(Stored data entries)
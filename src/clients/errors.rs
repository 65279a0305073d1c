//! HTTP-specific error types for the Fastly API SDK.
//!
//! - [`HttpResponseError`]: Non-2xx responses (or a non-204 answer to a
//!   delete), carrying the status code and the message parsed from the body
//! - [`InvalidHttpRequestError`]: A request that failed validation before sending
//! - [`HttpError`]: Unified error type encompassing all HTTP-related errors
//!
//! # Example
//!
//! ```rust,ignore
//! use fastly_api::clients::{HttpError, HttpRequest, HttpMethod};
//!
//! match client.request(request).await {
//!     Ok(response) => println!("Success: {}", response.body),
//!     Err(HttpError::Response(e)) if e.is_not_found() => println!("gone"),
//!     Err(HttpError::Response(e)) => println!("API error {}: {}", e.code, e.message),
//!     Err(HttpError::InvalidRequest(e)) => println!("Invalid request: {e}"),
//!     Err(HttpError::Network(e)) => println!("Network error: {e}"),
//! }
//! ```

use serde_json::Value;
use thiserror::Error;

/// One entry of a JSON:API style `errors` array.
#[derive(Clone, Debug, Default, PartialEq, Eq)]
pub struct ErrorDetail {
    /// Short summary of the problem.
    pub title: Option<String>,
    /// Human-readable explanation.
    pub detail: Option<String>,
    /// Application-specific error code.
    pub code: Option<String>,
    /// Identifier of this occurrence.
    pub id: Option<String>,
}

impl ErrorDetail {
    fn from_value(value: &Value) -> Self {
        let text = |key: &str| match value.get(key) {
            Some(Value::String(s)) => Some(s.clone()),
            Some(Value::Number(n)) => Some(n.to_string()),
            _ => None,
        };
        Self {
            title: text("title"),
            detail: text("detail"),
            code: text("code"),
            id: text("id"),
        }
    }
}

/// Error returned when the API answers with an unsuccessful status.
///
/// The API reports errors in three shapes, all of which are understood:
///
/// - legacy: `{"msg": "...", "detail": "..."}`
/// - problem details: `{"title": "...", "detail": "...", "status": 404}`
/// - JSON:API: `{"errors": [{"title": "...", "detail": "..."}]}`
///
/// When the body carries none of these, `message` falls back to the
/// canonical reason phrase of the status code.
///
/// # Example
///
/// ```rust
/// use fastly_api::clients::HttpResponseError;
///
/// let error = HttpResponseError::from_body(404, r#"{"msg":"Record not found","detail":"Couldn't find Acl"}"#);
/// assert!(error.is_not_found());
/// assert_eq!(error.message, "Record not found");
/// assert_eq!(error.detail.as_deref(), Some("Couldn't find Acl"));
/// ```
#[derive(Debug, Clone, Error, PartialEq, Eq)]
#[error(
    "{message} (status {code}){}",
    .detail.as_ref().map(|d| format!(": {d}")).unwrap_or_default()
)]
pub struct HttpResponseError {
    /// The HTTP status code of the response.
    pub code: u16,
    /// The error message.
    pub message: String,
    /// Additional detail, when the API supplied it.
    pub detail: Option<String>,
    /// Individual errors from a JSON:API `errors` array.
    pub errors: Vec<ErrorDetail>,
}

impl HttpResponseError {
    /// Builds an error from a status code and a raw response body.
    #[must_use]
    pub fn from_body(code: u16, body: &str) -> Self {
        let parsed: Option<Value> = serde_json::from_str(body).ok();

        let mut message = None;
        let mut detail = None;
        let mut errors = Vec::new();

        if let Some(value) = &parsed {
            if let Some(items) = value.get("errors").and_then(Value::as_array) {
                errors = items.iter().map(ErrorDetail::from_value).collect();
            }
            message = value
                .get("msg")
                .or_else(|| value.get("title"))
                .and_then(Value::as_str)
                .map(ToString::to_string);
            detail = value
                .get("detail")
                .and_then(Value::as_str)
                .map(ToString::to_string);
        }

        if message.is_none() {
            if let Some(first) = errors.first() {
                message.clone_from(&first.title);
                if detail.is_none() {
                    detail.clone_from(&first.detail);
                }
            }
        }

        let message = message.unwrap_or_else(|| {
            reqwest::StatusCode::from_u16(code)
                .ok()
                .and_then(|status| status.canonical_reason())
                .unwrap_or("Unknown error")
                .to_string()
        });

        Self {
            code,
            message,
            detail,
            errors,
        }
    }

    /// Returns `true` for HTTP 400.
    #[must_use]
    pub const fn is_bad_request(&self) -> bool {
        self.code == 400
    }

    /// Returns `true` for HTTP 401.
    #[must_use]
    pub const fn is_unauthorized(&self) -> bool {
        self.code == 401
    }

    /// Returns `true` for HTTP 403.
    #[must_use]
    pub const fn is_forbidden(&self) -> bool {
        self.code == 403
    }

    /// Returns `true` for HTTP 404.
    #[must_use]
    pub const fn is_not_found(&self) -> bool {
        self.code == 404
    }

    /// Returns `true` for HTTP 409.
    #[must_use]
    pub const fn is_conflict(&self) -> bool {
        self.code == 409
    }

    /// Returns `true` for HTTP 429.
    #[must_use]
    pub const fn is_rate_limited(&self) -> bool {
        self.code == 429
    }

    /// Returns `true` for any 5xx status.
    #[must_use]
    pub const fn is_server_error(&self) -> bool {
        self.code >= 500 && self.code <= 599
    }
}

/// Error returned when an HTTP request fails validation.
///
/// Raised before anything is sent.
///
/// # Example
///
/// ```rust
/// use fastly_api::clients::InvalidHttpRequestError;
///
/// let error = InvalidHttpRequestError::BodyNotAllowed {
///     method: "get".to_string(),
/// };
/// assert_eq!(error.to_string(), "Cannot send a body with a get request.");
/// ```
#[derive(Debug, Error, Clone, PartialEq, Eq)]
pub enum InvalidHttpRequestError {
    /// The path is empty or not absolute.
    #[error("Invalid request path '{path}'. Paths must start with '/'.")]
    InvalidPath {
        /// The path that was provided.
        path: String,
    },

    /// A body was attached to a method that does not carry one.
    #[error("Cannot send a body with a {method} request.")]
    BodyNotAllowed {
        /// The HTTP method of the request.
        method: String,
    },
}

/// Unified error type for all HTTP-related errors.
#[derive(Debug, Error)]
pub enum HttpError {
    /// An HTTP response error (non-2xx status code).
    #[error(transparent)]
    Response(#[from] HttpResponseError),

    /// Request validation failed.
    #[error(transparent)]
    InvalidRequest(#[from] InvalidHttpRequestError),

    /// Network or connection error.
    #[error("Network error: {0}")]
    Network(#[from] reqwest::Error),
}

impl HttpError {
    /// Returns the response error, if the API answered at all.
    #[must_use]
    pub const fn response(&self) -> Option<&HttpResponseError> {
        match self {
            Self::Response(e) => Some(e),
            _ => None,
        }
    }
}

// Verify error types are Send + Sync at compile time
const _: fn() = || {
    const fn assert_send_sync<T: Send + Sync>() {}
    assert_send_sync::<HttpError>();
    assert_send_sync::<HttpResponseError>();
};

### Exercise details
From the entries, copy out each line containing the word "match".

### Expected answer
//! match client.request(request).await {
        let text = |key: &str| match value.get(key) {
        match self {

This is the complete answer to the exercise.